Sedangkan pembuktian terbalik didalam tindak pidana korupsi merupakan
upaya pembentuk undang-undang ini tidak sanggup , karena baik dalam delik
korupsi diterapkan dua sistem sekaligus yakni undang-undang No. 31 tahun 1999
dan sekaligus dengan sistem KUHAP.
Kedua teori itu ialah penerapan Hukum pembuktian dilakukan dengan cara
menerapkan pembuktian terbalik yang bersifat terbatas dan berimbang dan yang
menggunakan sistem pembuktian negatif menurut undang-undang (negatif
wetselijik overtuiging).
Jadi tidak menerapkan sistem pembuktian terbalik murni (Zulvere
omskeering bewejeist last) tetapi teori pembuktian terbalik terbatas atau
berimbang.
Dalam penjelasan atas undang-undang No.31 tahun 1999 dikatakan
pengertian pembuktian terbalik yang bersifat terbatas dan berimbang yakni
terdakwa mempunyai hak untuk membuktikan ia tidak melakukan tindak pidana
korupsi dan wajib memberikan keterangan tentang seluruh harta bendanya dan
harta benda suami atau istrinya, anak, dan harta benda setiap orang atau korporasi
yang diduga mempunyai hubungan dengan perkara yang bersangkutandan
penuntut umum tetap berkewajiban untuk membuktikan dakwaannya.
ix
A B S T R A K
Authentication generally came from significant Proof words something
that was enough to show the truth of an incident.

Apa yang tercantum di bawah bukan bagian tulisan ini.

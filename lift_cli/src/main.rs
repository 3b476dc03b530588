use clap::{Parser, Subcommand};
use lift_core::alternatives::CandidateGap;
use lift_core::engine::{choose_split, plan_today};
use lift_core::history::read_entries;
use lift_core::*;
use rand::SeedableRng;
use rand_chacha::ChaCha8Rng;
use std::borrow::Cow;
use std::path::{Path, PathBuf};

#[derive(Parser)]
#[command(name = "lift")]
#[command(about = "Strength workout generator", long_about = None)]
struct Cli {
    #[command(subcommand)]
    command: Commands,

    /// Override data directory
    #[arg(long, global = true)]
    data_dir: Option<PathBuf>,
}

#[derive(Subcommand)]
enum Commands {
    /// Show the split and today's day for a profile
    Split {
        #[arg(long)]
        profile: PathBuf,
    },

    /// Generate today's workout
    Generate {
        #[arg(long)]
        profile: PathBuf,

        /// Exercise catalog JSON (defaults to the built-in catalog)
        #[arg(long)]
        catalog: Option<PathBuf>,

        /// History file (defaults to <data-dir>/history.jsonl)
        #[arg(long)]
        history: Option<PathBuf>,

        /// Seed for a reproducible workout
        #[arg(long)]
        seed: Option<u64>,

        /// Also write the workout as CSV
        #[arg(long)]
        csv: Option<PathBuf>,

        /// Print JSON instead of text
        #[arg(long)]
        json: bool,
    },

    /// Suggest load and reps for one exercise
    Suggest {
        #[arg(long)]
        profile: PathBuf,

        #[arg(long)]
        exercise: String,

        #[arg(long)]
        catalog: Option<PathBuf>,

        #[arg(long)]
        history: Option<PathBuf>,
    },

    /// Check whether the profile's equipment covers an exercise
    Check {
        #[arg(long)]
        profile: PathBuf,

        #[arg(long)]
        exercise: String,

        #[arg(long)]
        catalog: Option<PathBuf>,
    },

    /// Find a harder or easier alternative for an exercise
    Swap {
        #[arg(long)]
        profile: PathBuf,

        #[arg(long)]
        exercise: String,

        /// challenge or easy
        #[arg(long)]
        mode: String,

        #[arg(long)]
        catalog: Option<PathBuf>,
    },

    /// Record a completed exercise in the history file
    Log {
        #[arg(long)]
        exercise: String,

        /// Strength, Hypertrophy or Endurance
        #[arg(long)]
        phase: String,

        #[arg(long, conflicts_with = "band")]
        weight: Option<f64>,

        /// Band level, e.g. "Medium"
        #[arg(long)]
        band: Option<String>,

        /// Reps per set, comma separated
        #[arg(long, value_delimiter = ',')]
        reps: Vec<u32>,

        /// Seconds per set, comma separated
        #[arg(long, value_delimiter = ',')]
        time: Vec<u32>,
    },
}

fn main() -> Result<()> {
    // Initialize logging
    lift_core::logging::init();

    let cli = Cli::parse();

    let mut config = Config::load()?;
    if let Some(data_dir) = cli.data_dir {
        config.data.data_dir = data_dir;
    }

    match cli.command {
        Commands::Split { profile } => cmd_split(&profile),
        Commands::Generate {
            profile,
            catalog,
            history,
            seed,
            csv,
            json,
        } => cmd_generate(
            &config,
            &profile,
            catalog.as_deref(),
            history.as_deref(),
            seed,
            csv.as_deref(),
            json,
        ),
        Commands::Suggest {
            profile,
            exercise,
            catalog,
            history,
        } => cmd_suggest(
            &config,
            &profile,
            &exercise,
            catalog.as_deref(),
            history.as_deref(),
        ),
        Commands::Check {
            profile,
            exercise,
            catalog,
        } => cmd_check(&profile, &exercise, catalog.as_deref()),
        Commands::Swap {
            profile,
            exercise,
            mode,
            catalog,
        } => cmd_swap(&profile, &exercise, &mode, catalog.as_deref()),
        Commands::Log {
            exercise,
            phase,
            weight,
            band,
            reps,
            time,
        } => cmd_log(&config, exercise, &phase, weight, band.as_deref(), reps, time),
    }
}

fn load_context(profile: &Path) -> Result<UserContext> {
    let today = chrono::Local::now().date_naive();
    UserProfile::load(profile)?.to_context(today)
}

fn load_catalog(path: Option<&Path>) -> Result<Cow<'static, Catalog>> {
    match path {
        Some(path) => Ok(Cow::Owned(Catalog::load(path)?)),
        None => Ok(Cow::Borrowed(default_catalog()?)),
    }
}

fn load_history(config: &Config, path: Option<&Path>) -> Result<History> {
    let path = path
        .map(Path::to_path_buf)
        .unwrap_or_else(|| config.history_path());
    Ok(read_entries(&path)?.into_iter().collect())
}

fn cmd_split(profile: &Path) -> Result<()> {
    let user = load_context(profile)?;
    let split = choose_split(&user);
    let plan = plan_today(&user)?;

    println!("Split: {}", split);
    for (i, group) in split.split().groups.iter().enumerate() {
        let marker = if i == plan.group_index { "→" } else { " " };
        println!("  {} {}. {}", marker, i + 1, group.label);
    }
    println!("Phase: {}", plan.phase);
    Ok(())
}

fn cmd_generate(
    config: &Config,
    profile: &Path,
    catalog: Option<&Path>,
    history: Option<&Path>,
    seed: Option<u64>,
    csv: Option<&Path>,
    json: bool,
) -> Result<()> {
    let user = load_context(profile)?;
    let catalog = load_catalog(catalog)?;
    let history = load_history(config, history)?;

    let seed = seed.unwrap_or_else(rand::random);
    tracing::info!("Generating with seed {}", seed);
    let mut rng = ChaCha8Rng::seed_from_u64(seed);

    let workout = generate_workout(&catalog, &user, &history, &config.generation, &mut rng)?;

    if json {
        println!("{}", serde_json::to_string_pretty(&workout)?);
    } else {
        display_workout(&workout);
    }

    if let Some(path) = csv {
        let written = lift_core::export::export_csv(path, &workout.exercises)?;
        if !json {
            println!("✓ Wrote {} exercises to {}", written, path.display());
        }
    }

    Ok(())
}

fn cmd_suggest(
    config: &Config,
    profile: &Path,
    exercise: &str,
    catalog: Option<&Path>,
    history: Option<&Path>,
) -> Result<()> {
    let user = load_context(profile)?;
    let catalog = load_catalog(catalog)?;
    let history = load_history(config, history)?;

    let suggestion = suggest_for_exercise(&catalog, &user, &history, exercise)?;
    println!(
        "{}: {} ({})",
        suggestion.name,
        describe_prescription(&suggestion.prescription),
        describe_basis(&suggestion.basis)
    );
    Ok(())
}

fn cmd_check(profile: &Path, exercise: &str, catalog: Option<&Path>) -> Result<()> {
    let user = load_context(profile)?;
    let catalog = load_catalog(catalog)?;

    match check_exercise_equipment(&catalog, &user.inventory, exercise)? {
        EquipmentCheck::Satisfied => println!("✓ You have everything for {}", exercise),
        EquipmentCheck::Missing(gap) => {
            println!("✗ Missing for {}: {}", exercise, gap.missing.join(", "));
            println!("  To buy: {}", gap.purchase_names().join(", "));
        }
    }
    Ok(())
}

fn cmd_swap(profile: &Path, exercise: &str, mode: &str, catalog: Option<&Path>) -> Result<()> {
    let mode: AdjustMode = mode.parse()?;
    let user = load_context(profile)?;
    let catalog = load_catalog(catalog)?;

    match find_alternative(&catalog, &user.inventory, exercise, mode)? {
        Alternative::Found(alternative) => {
            println!("Try {} instead of {}", alternative.name, exercise)
        }
        Alternative::NoCandidates => {
            println!("No {} alternative is listed for {}", mode, exercise)
        }
        Alternative::NoneEquipped(gaps) => {
            println!("No {} alternative fits your equipment:", mode);
            for CandidateGap { name, gap } in gaps {
                println!("  {} needs {}", name, gap.missing.join(", "));
            }
        }
    }
    Ok(())
}

fn cmd_log(
    config: &Config,
    exercise: String,
    phase: &str,
    weight: Option<f64>,
    band: Option<&str>,
    reps: Vec<u32>,
    time: Vec<u32>,
) -> Result<()> {
    let phase: Phase = phase.parse()?;
    let weight = match (weight, band) {
        (Some(weight), _) => Some(Load::Weight(weight)),
        (None, Some(band)) => Some(Load::Band(band.parse()?)),
        (None, None) => None,
    };
    if reps.is_empty() && time.is_empty() {
        return Err(Error::Other("log needs --reps or --time".into()));
    }

    let entry = HistoryEntry {
        exercise,
        phase,
        weight,
        reps,
        time,
    };

    let mut sink = JsonlHistory::new(config.history_path());
    sink.append(&entry)?;

    println!("✓ Logged {} to {}", entry.exercise, sink.path().display());
    Ok(())
}

fn display_workout(workout: &GeneratedWorkout) {
    println!("\n╭─────────────────────────────────────────╮");
    println!("│  {} DAY ({})", workout.day_label.to_uppercase(), workout.phase);
    println!("╰─────────────────────────────────────────╯");
    println!("  Split: {}", workout.split);
    println!();

    if workout.exercises.is_empty() {
        println!("  No exercises fit your equipment and filters today.");
    }
    for (i, exercise) in workout.exercises.iter().enumerate() {
        println!(
            "  {}. {} [{}]: {}",
            i + 1,
            exercise.name,
            exercise.muscle,
            describe_prescription(&exercise.prescription)
        );
    }

    println!();
    println!("  ~{} minutes", workout.estimated_minutes);
    println!();
}

fn describe_prescription(prescription: &Prescription) -> String {
    match prescription {
        Prescription::Gym {
            weight: Some(weight),
            reps,
        } => format!("{} x {} reps", weight, reps),
        Prescription::Gym { weight: None, reps } => {
            format!("no owned weight fits, {} reps", reps)
        }
        Prescription::Band {
            level: Some(level),
            reps,
        } => format!("{} band x {} reps", level, reps),
        Prescription::Band { level: None, reps } => {
            format!("no owned band fits, {} reps", reps)
        }
        Prescription::Bodyweight { reps } => format!("{} reps", reps),
        Prescription::Timed {
            seconds: Some(seconds),
        } => format!("{} seconds", seconds),
        Prescription::Timed { seconds: None } => "hold time not available".to_string(),
    }
}

fn describe_basis(basis: &IntensityBasis) -> String {
    match basis {
        IntensityBasis::Progression => "progression".to_string(),
        IntensityBasis::RepMaxEstimate => "estimated from another phase".to_string(),
        IntensityBasis::SimilarExercise { name } => format!("based on {}", name),
        IntensityBasis::ColdStart => "starting point".to_string(),
        IntensityBasis::Fallback => "no catalog data".to_string(),
    }
}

Authentication was a process of the action method of proving efforts
maintained true or mistakenly the defendant in the Session of the Court. Studied
from the Yurudis M. Yahya Harahap Authentication was the provisions that
contained the guide about methods that were permitted by regulations to need the
mistake that was brought to court to the defendant. Authentication also was the
provisions that arranged the proof equipment that might be used Justice in order to
proves the defendant's mistake without utilising the available proof equipment.

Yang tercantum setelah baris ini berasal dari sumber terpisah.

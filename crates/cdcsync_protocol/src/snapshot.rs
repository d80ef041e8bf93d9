//! Full-state snapshots.

use crate::column::Row;
use crate::error::ProtocolResult;
use crate::table::KnownTables;
use serde::{Deserialize, Serialize};
use std::collections::BTreeSet;

/// Column assumed to be the key when a table declares none.
const DEFAULT_KEY_COLUMN: &str = "id";

/// A full-state snapshot of one or more scopes.
///
/// A snapshot with no tables is the sentinel for "already present locally":
/// it names a generation that exists on disk and must not be re-ingested.
#[derive(Debug, Clone, Default, PartialEq, Serialize, Deserialize)]
#[serde(rename_all = "camelCase")]
pub struct Snapshot {
    /// Snapshot identifier. Also names the local database generation.
    #[serde(default)]
    pub snapshot_info: String,
    /// Server-side creation time, if reported.
    #[serde(default, skip_serializing_if = "Option::is_none")]
    pub timestamp: Option<String>,
    /// Table contents.
    #[serde(default)]
    pub tables: Vec<Table>,
}

impl Snapshot {
    /// Creates a snapshot with the given tables.
    pub fn new(snapshot_info: impl Into<String>, tables: Vec<Table>) -> Self {
        Self {
            snapshot_info: snapshot_info.into(),
            timestamp: None,
            tables,
        }
    }

    /// Creates the table-less sentinel for a generation already on disk.
    pub fn local(snapshot_info: impl Into<String>) -> Self {
        Self::new(snapshot_info, Vec::new())
    }

    /// Decodes a structured snapshot body.
    pub fn decode(bytes: &[u8]) -> ProtocolResult<Self> {
        Ok(serde_json::from_slice(bytes)?)
    }

    /// Encodes the snapshot as JSON.
    pub fn encode(&self) -> ProtocolResult<Vec<u8>> {
        Ok(serde_json::to_vec(self)?)
    }

    /// Returns true for the table-less sentinel.
    pub fn is_sentinel(&self) -> bool {
        self.tables.is_empty()
    }

    /// Tables carried by the snapshot, normalized.
    pub fn known_tables(&self) -> KnownTables {
        KnownTables::from_names(self.tables.iter().map(|t| t.name.as_str()))
    }

    /// Looks up a table by wire name.
    pub fn table(&self, name: &str) -> Option<&Table> {
        self.tables.iter().find(|t| t.name == name)
    }
}

/// One table inside a snapshot.
#[derive(Debug, Clone, Default, PartialEq, Serialize, Deserialize)]
#[serde(rename_all = "camelCase")]
pub struct Table {
    /// Wire table name (`group.table`).
    pub name: String,
    /// Declared primary key columns, if the server sent them.
    #[serde(default, skip_serializing_if = "Vec::is_empty")]
    pub primary_keys: Vec<String>,
    /// Rows.
    #[serde(default)]
    pub rows: Vec<Row>,
}

impl Table {
    /// Creates a table with rows and no declared keys.
    pub fn new(name: impl Into<String>, rows: Vec<Row>) -> Self {
        Self {
            name: name.into(),
            primary_keys: Vec::new(),
            rows,
        }
    }

    /// Sets the declared primary key columns.
    pub fn with_primary_keys<I, S>(mut self, keys: I) -> Self
    where
        I: IntoIterator<Item = S>,
        S: Into<String>,
    {
        self.primary_keys = keys.into_iter().map(Into::into).collect();
        self
    }

    /// Sorted union of the columns seen across all rows.
    pub fn columns(&self) -> Vec<String> {
        let mut columns = BTreeSet::new();
        for row in &self.rows {
            columns.extend(row.keys().cloned());
        }
        columns.into_iter().collect()
    }

    /// Key columns: the declared keys, else `id` when such a column exists.
    pub fn key_columns(&self) -> Vec<String> {
        if !self.primary_keys.is_empty() {
            return self.primary_keys.clone();
        }
        if self.rows.iter().any(|row| row.contains_key(DEFAULT_KEY_COLUMN)) {
            vec![DEFAULT_KEY_COLUMN.to_string()]
        } else {
            Vec::new()
        }
    }
}

#[cfg(test)]
mod tests {
    use super::*;
    use crate::column::text_row;
    use pretty_assertions::assert_eq;

    #[test]
    fn decodes_structured_snapshot() {
        let body = br#"{
            "snapshotInfo": "snap-1",
            "timestamp": "2017-01-01T00:00:00Z",
            "tables": [
                {"name": "kms.app", "rows": [
                    {"id": {"value": "a", "type": 25}, "name": {"value": "x", "type": 25}}
                ]}
            ]
        }"#;
        let snapshot = Snapshot::decode(body).unwrap();
        assert_eq!(snapshot.snapshot_info, "snap-1");
        assert!(!snapshot.is_sentinel());
        assert!(snapshot.known_tables().contains("kms_app"));
        let table = snapshot.table("kms.app").unwrap();
        assert_eq!(table.columns(), vec!["id".to_string(), "name".to_string()]);
        assert_eq!(table.key_columns(), vec!["id".to_string()]);
    }

    #[test]
    fn sentinel_has_no_tables() {
        let snapshot = Snapshot::local("snap-2");
        assert!(snapshot.is_sentinel());
        assert!(snapshot.known_tables().is_empty());
    }

    #[test]
    fn columns_are_union_of_rows() {
        let table = Table::new(
            "kms.app",
            vec![text_row([("b", "1")]), text_row([("a", "2"), ("c", "3")])],
        );
        assert_eq!(table.columns(), vec!["a", "b", "c"]);
        assert!(table.key_columns().is_empty());
    }

    #[test]
    fn declared_keys_win() {
        let table = Table::new("kms.app", vec![text_row([("id", "1"), ("org", "o")])])
            .with_primary_keys(["org", "id"]);
        assert_eq!(table.key_columns(), vec!["org", "id"]);
    }
}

Basically the aspect of this authentication has been begun in the stage of
criminal case investigation. In the investigation stage namely the investigator's
action of look for and finding an incident that was expected as the criminal act in
order to is or not able to be carried out by investigation so as here has had the
authentication stage. So also his matter with investigation that is determined by
the existence of the investigator's action of look for as well as gathering proof and
with this proof made obviously the criminal act that happened and in order to
finds his suspect. Therefore, with the provisions benchmark of the article 1
number 2 and number 5 KUHP, to be able to be carried out by the investigation
action and investigation so as since the beginning stage was needed by the
investigation action, the demanding and the inspection in the session of the court
x
so as since the beginning stage was needed by the existence of authentication and
the evidence.
Whereas authentication was topsy-turvy in the criminal act of corruption
was the framer's efforts of these regulations could not, because good in the
corruption offence was applied by two systems at the same time namely No.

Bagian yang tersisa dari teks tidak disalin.